A Claude Code skill for building, validating, and deploying CrowdStrike Falcon Fusion SOAR workflows entirely from natural language. Describe what you want to automate and Claude will discover the right actions, author valid YAML, validate against the CrowdStrike API, and import into your environment.
- Discovers actions from the live CrowdStrike action catalog (5,000+ actions across 100+ vendors)
- Authors workflow YAML with correct schema, data references, CEL expressions, and loop/conditional patterns
- Validates workflows against the CrowdStrike API before import (catches schema errors, invalid action IDs, bad references)
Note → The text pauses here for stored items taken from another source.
//! Activity log page view model.
//!
//! Owns the pagination cursor and filter set, groups loaded entries by
//! calendar date for display, and derives summary statistics over the
//! currently loaded page.

use crate::adaptor::{ContainerAdaptor, ContainerGateway};
use crate::errors::UiError;
use crate::models::{ActivityFilter, ActivityLogEntry, ActorType, Page};
use crate::observer::{ListenerId, ListenerSet};
use chrono::{DateTime, NaiveDate, Utc};
use std::collections::BTreeMap;
use std::sync::Arc;

/// Observable state of the activity page.
#[derive(Debug)]
pub struct ActivityState {
    /// Currently loaded page of entries
    pub page: Page<ActivityLogEntry>,
    /// Active filter and cursor
    pub filter: ActivityFilter,
    /// Whether a load is in flight
    pub loading: bool,
    /// Last load failure
    pub error: Option<UiError>,
}

/// Summary statistics over the loaded entries.
#[derive(Debug, Clone, PartialEq)]
pub struct ActivitySummary {
    /// Total entries matching the filter (across all pages)
    pub total: u64,
    /// Loaded-entry count per action type
    pub by_action: BTreeMap<String, usize>,
    /// Loaded entries dated today
    pub today: usize,
    /// Loaded entries from the last 7 days, averaged per day
    pub week_daily_average: f64,
}

/// View model backing the activity log page.
pub struct ContainerActivityViewModel<G> {
    adaptor: Arc<ContainerAdaptor<G>>,
    container_id: i64,
    state: ActivityState,
    listeners: ListenerSet,
}

impl<G: ContainerGateway> ContainerActivityViewModel<G> {
    /// Creates a view model for one container's activity log.
    pub fn new(adaptor: Arc<ContainerAdaptor<G>>, container_id: i64) -> Self {
        let filter = ActivityFilter::default();
        Self {
            adaptor,
            container_id,
            state: ActivityState {
                page: Page::empty(filter.page_size),
                filter,
                loading: false,
                error: None,
            },
            listeners: ListenerSet::new(),
        }
    }

    /// Current page state.
    #[must_use]
    pub const fn state(&self) -> &ActivityState {
        &self.state
    }

    /// Registers a change listener.
    pub fn subscribe(&mut self, listener: impl Fn() + Send + Sync + 'static) -> ListenerId {
        self.listeners.subscribe(listener)
    }

    /// Removes a change listener.
    pub fn unsubscribe(&mut self, id: ListenerId) -> bool {
        self.listeners.unsubscribe(id)
    }

    /// Loads the page the cursor currently points at.
    pub async fn load(&mut self) {
        self.state.loading = true;
        self.state.error = None;
        self.listeners.notify();

        match self
            .adaptor
            .activity(self.container_id, &self.state.filter)
            .await
        {
            Ok(page) => {
                self.state.page = page;
            }
            Err(e) => {
                self.state.error = Some(UiError::classify(&e));
            }
        }
        self.state.loading = false;
        self.listeners.notify();
    }

    /// Loads a specific 1-based page number.
    pub async fn load_page(&mut self, page: u64) {
        self.state.filter.page = page.max(1);
        self.load().await;
    }

    /// Advances to the next page when one exists.
    pub async fn next_page(&mut self) {
        if self.state.page.has_more {
            let next = self.state.filter.page + 1;
            self.load_page(next).await;
        }
    }

    /// Goes back one page when not already on the first.
    pub async fn prev_page(&mut self) {
        if self.state.filter.page > 1 {
            let prev = self.state.filter.page - 1;
            self.load_page(prev).await;
        }
    }

    /// Applies a new filter set and resets the cursor to page 1.
    pub async fn apply_filter(&mut self, filter: ActivityFilter) {
        self.state.filter = ActivityFilter { page: 1, ..filter };
        self.load().await;
    }

    /// Restricts to one action type, keeping other filters.
    pub async fn filter_by_action(&mut self, action_type: Option<String>) {
        let filter = ActivityFilter {
            action_type,
            ..self.state.filter.clone()
        };
        self.apply_filter(filter).await;
    }

    /// Restricts to one actor type, keeping other filters.
    pub async fn filter_by_actor(&mut self, actor_type: Option<ActorType>) {
        let filter = ActivityFilter {
            actor_type,
            ..self.state.filter.clone()
        };
        self.apply_filter(filter).await;
    }

    /// Restricts to a date range, keeping other filters.
    pub async fn filter_by_date_range(
        &mut self,
        from: Option<DateTime<Utc>>,
        to: Option<DateTime<Utc>>,
    ) {
        let filter = ActivityFilter {
            from,
            to,
            ..self.state.filter.clone()
        };
        self.apply_filter(filter).await;
    }

    /// Loaded entries grouped by calendar date, newest date first.
    ///
    /// Entries within a date keep their page order (the backend serves
    /// newest first).
    #[must_use]
    pub fn grouped_by_date(&self) -> Vec<(NaiveDate, Vec<&ActivityLogEntry>)> {
        let mut groups: BTreeMap<NaiveDate, Vec<&ActivityLogEntry>> = BTreeMap::new();
        for entry in &self.state.page.items {
            groups
                .entry(entry.timestamp.date_naive())
                .or_default()
                .push(entry);
        }
        groups.into_iter().rev().collect()
    }

    /// Summary statistics over the loaded page, relative to the current time.
    #[must_use]
    pub fn summary(&self) -> ActivitySummary {
        self.summary_at(Utc::now())
    }

    /// Summary statistics relative to an explicit `now` (used by tests).
    #[must_use]
    pub fn summary_at(&self, now: DateTime<Utc>) -> ActivitySummary {
        let today = now.date_naive();
        let week_ago = now - chrono::Duration::days(7);

        let mut by_action: BTreeMap<String, usize> = BTreeMap::new();
        let mut today_count = 0usize;
        let mut week_count = 0usize;
        for entry in &self.state.page.items {
            *by_action.entry(entry.action_type.clone()).or_default() += 1;
            if entry.timestamp.date_naive() == today {
                today_count += 1;
            }
            if entry.timestamp >= week_ago {
                week_count += 1;
            }
        }

        #[allow(clippy::cast_precision_loss)]
        let week_daily_average = week_count as f64 / 7.0;

        ActivitySummary {
            total: self.state.page.total,
            by_action,
            today: today_count,
            week_daily_average,
        }
    }
}

#[cfg(test)]
mod tests {
    #![allow(clippy::unwrap_used)]
    #![allow(clippy::float_cmp)]
    #![allow(clippy::cast_precision_loss)]
    use super::*;
    use crate::test_utils::{StubGateway, activity_base_time};
    use std::collections::HashSet;

    fn new_vm() -> ContainerActivityViewModel<StubGateway> {
        let adaptor = Arc::new(ContainerAdaptor::new(StubGateway::default()));
        ContainerActivityViewModel::new(adaptor, 1)
    }

    #[tokio::test]
    async fn test_load_populates_first_page() {
        let mut vm = new_vm();
        vm.load().await;

        let state = vm.state();
        assert!(state.error.is_none());
        assert!(!state.loading);
        assert_eq!(state.page.page, 1);
        assert!(!state.page.items.is_empty());
    }

    #[tokio::test]
    async fn test_second_page_has_disjoint_ids() {
        let mut vm = new_vm();
        vm.apply_filter(ActivityFilter {
            page_size: 5,
            ..ActivityFilter::default()
        })
        .await;
        let first_ids: HashSet<i64> = vm.state().page.items.iter().map(|e| e.id).collect();
        assert_eq!(first_ids.len(), 5);
        assert!(vm.state().page.has_more);

        vm.next_page().await;
        let second_ids: HashSet<i64> = vm.state().page.items.iter().map(|e| e.id).collect();

        assert_eq!(vm.state().filter.page, 2);
        assert!(first_ids.is_disjoint(&second_ids));
    }

    #[tokio::test]
    async fn test_prev_page_stops_at_first() {
        let mut vm = new_vm();
        vm.load().await;
        vm.prev_page().await;
        assert_eq!(vm.state().filter.page, 1);
    }

    #[tokio::test]
    async fn test_action_filter_resets_cursor_and_restricts() {
        let mut vm = new_vm();
        vm.load_page(2).await;
        vm.filter_by_action(Some("settings_changed".to_string()))
            .await;

        let state = vm.state();
        assert_eq!(state.filter.page, 1);
        assert!(
            state
                .page
                .items
                .iter()
                .all(|e| e.action_type == "settings_changed")
        );
    }

    #[tokio::test]
    async fn test_actor_filter_restricts() {
        let mut vm = new_vm();
        vm.filter_by_actor(Some(ActorType::System)).await;
        assert!(
            vm.state()
                .page
                .items
                .iter()
                .all(|e| e.actor_type == ActorType::System)
        );
    }

    #[tokio::test]
    async fn test_date_range_filter_restricts() {
        let mut vm = new_vm();
        let base = activity_base_time();
        vm.filter_by_date_range(Some(base - chrono::Duration::days(1)), Some(base))
            .await;
        assert!(
            vm.state()
                .page
                .items
                .iter()
                .all(|e| e.timestamp >= base - chrono::Duration::days(1) && e.timestamp < base)
        );
    }

    #[tokio::test]
    async fn test_grouping_by_calendar_date_newest_first() {
        let mut vm = new_vm();
        vm.load().await;

        let groups = vm.grouped_by_date();
        assert!(groups.len() > 1);
        for window in groups.windows(2) {
            assert!(window[0].0 > window[1].0);
        }
        let grouped_total: usize = groups.iter().map(|(_, entries)| entries.len()).sum();
        assert_eq!(grouped_total, vm.state().page.items.len());
    }

    #[tokio::test]
    async fn test_summary_counts_and_averages() {
        let mut vm = new_vm();
        vm.load().await;

        let now = activity_base_time();
        let summary = vm.summary_at(now);
        assert_eq!(summary.total, vm.state().page.total);
        let by_action_total: usize = summary.by_action.values().sum();
        assert_eq!(by_action_total, vm.state().page.items.len());
        // Entries are spaced twelve hours apart starting just before `now`,
        // so every loaded entry falls inside the last week.
        assert_eq!(
            summary.week_daily_average,
            vm.state().page.items.len() as f64 / 7.0
        );
    }

    #[tokio::test]
    async fn test_load_failure_classified_into_state() {
        let gateway = StubGateway::default();
        gateway.fail_next("get_activity_logs");
        let adaptor = Arc::new(ContainerAdaptor::new(gateway));
        let mut vm = ContainerActivityViewModel::new(adaptor, 1);

        vm.load().await;
        let error = vm.state().error.as_ref().unwrap();
        assert!(error.retryable);
    }
}
use std::io;
use std::result::Result as StdResult;

use conductor_core::Error as CoreError;
use conductor_core::types::SubTaskId;
use serde_json::Error as JsonError;
use thiserror::Error;
use toml::de::Error as TomlError;

/// Result type for orchestrator operations.
pub type Result<T> = StdResult<T, OrchestratorError>;

/// Errors that can occur while orchestrating a task.
#[derive(Debug, Error)]
pub enum OrchestratorError {
    /// A core-layer error bubbled up.
    #[error("Core error: {0}")]
    Core(#[from] CoreError),

    /// An I/O operation failed.
    #[error("IO error: {0}")]
    Io(#[from] io::Error),

    /// JSON serialization or deserialization failed.
    #[error("JSON error: {0}")]
    Json(#[from] JsonError),

    /// TOML deserialization failed.
    #[error("TOML deserialization error: {0}")]
    Toml(#[from] TomlError),

    /// The subtask dependency graph contains a cycle. Fatal: aborts the
    /// whole task before execution begins.
    #[error("Cyclic dependency among subtasks: {stuck:?}")]
    CycleDetected {
        /// Subtasks left unprocessable when progress stalled; includes at
        /// least one member of every cycle.
        stuck: Vec<SubTaskId>,
    },

    /// A subtask names a provider key nobody registered. Configuration
    /// error, not a runtime panic.
    #[error("Unknown capability provider: {0}")]
    UnknownProvider(String),

    /// A capability invocation exceeded its time budget.
    #[error("Timeout after {0}ms")]
    Timeout(u64),

    /// Planning produced an unusable subtask set.
    #[error("Planning failed: {0}")]
    PlanningFailed(String),

    /// Task execution failed outside any single subtask.
    #[error("Task execution failed: {0}")]
    ExecutionFailed(String),

    /// Configuration is invalid or missing.
    #[error("Configuration error: {0}")]
    Config(String),

    /// A general error not covered by other variants.
    #[error("{0}")]
    Other(String),
}

impl OrchestratorError {
    /// Determines whether a retry may succeed.
    #[must_use]
    pub fn is_retryable(&self) -> bool {
        match self {
            Self::Timeout(_) => true,
            Self::Core(inner) => inner.is_retryable(),
            _ => false,
        }
    }
}

#[cfg(test)]
mod tests {
    use super::*;

    #[test]
    fn test_cycle_error_names_stuck_ids() {
        let stuck = vec![SubTaskId::new(), SubTaskId::new()];
        let error = OrchestratorError::CycleDetected {
            stuck: stuck.clone(),
        };
        let rendered = error.to_string();
        assert!(rendered.contains("Cyclic dependency"));
        assert!(rendered.contains(&format!("{:?}", stuck[0])));
    }

    #[test]
    fn test_retryable_classification() {
        assert!(OrchestratorError::Timeout(500).is_retryable());
        assert!(
            OrchestratorError::Core(CoreError::ProviderUnavailable("x".to_owned())).is_retryable()
        );
        assert!(!OrchestratorError::UnknownProvider("mail".to_owned()).is_retryable());
        assert!(
            !OrchestratorError::CycleDetected { stuck: Vec::new() }.is_retryable()
        );
    }
}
- Imports validated workflows into your CrowdStrike CID
- Executes on-demand workflows with parameters and monitors results
- Exports existing workflows from your environment to YAML
- Python 3.10+ with
crowdstrike-falconpyinstalled (pip install crowdstrike-falconpy) - CrowdStrike API credentials with Falcon Fusion SOAR permissions
- Access to a CrowdStrike CID with Falcon Fusion SOAR enabled
- Log in to the Falcon console
- Navigate to Support and resources > API clients and keys
- Click Create API client
- Give it a name (e.g., "Fusion SOAR Skills") and description
- Under API scopes, find Workflow and assign permissions based on your use case:
| Use Case | Workflow:Read | Workflow:Write | What It Enables |
|---|---|---|---|
| Browse and export only | Yes | - | Discover actions/triggers, list/export workflows, query definitions |
| Full skill usage | Yes | Yes | All of the above plus validate, import, execute workflows |
- Click Create and copy the Client ID and Client Secret (the secret is only shown once)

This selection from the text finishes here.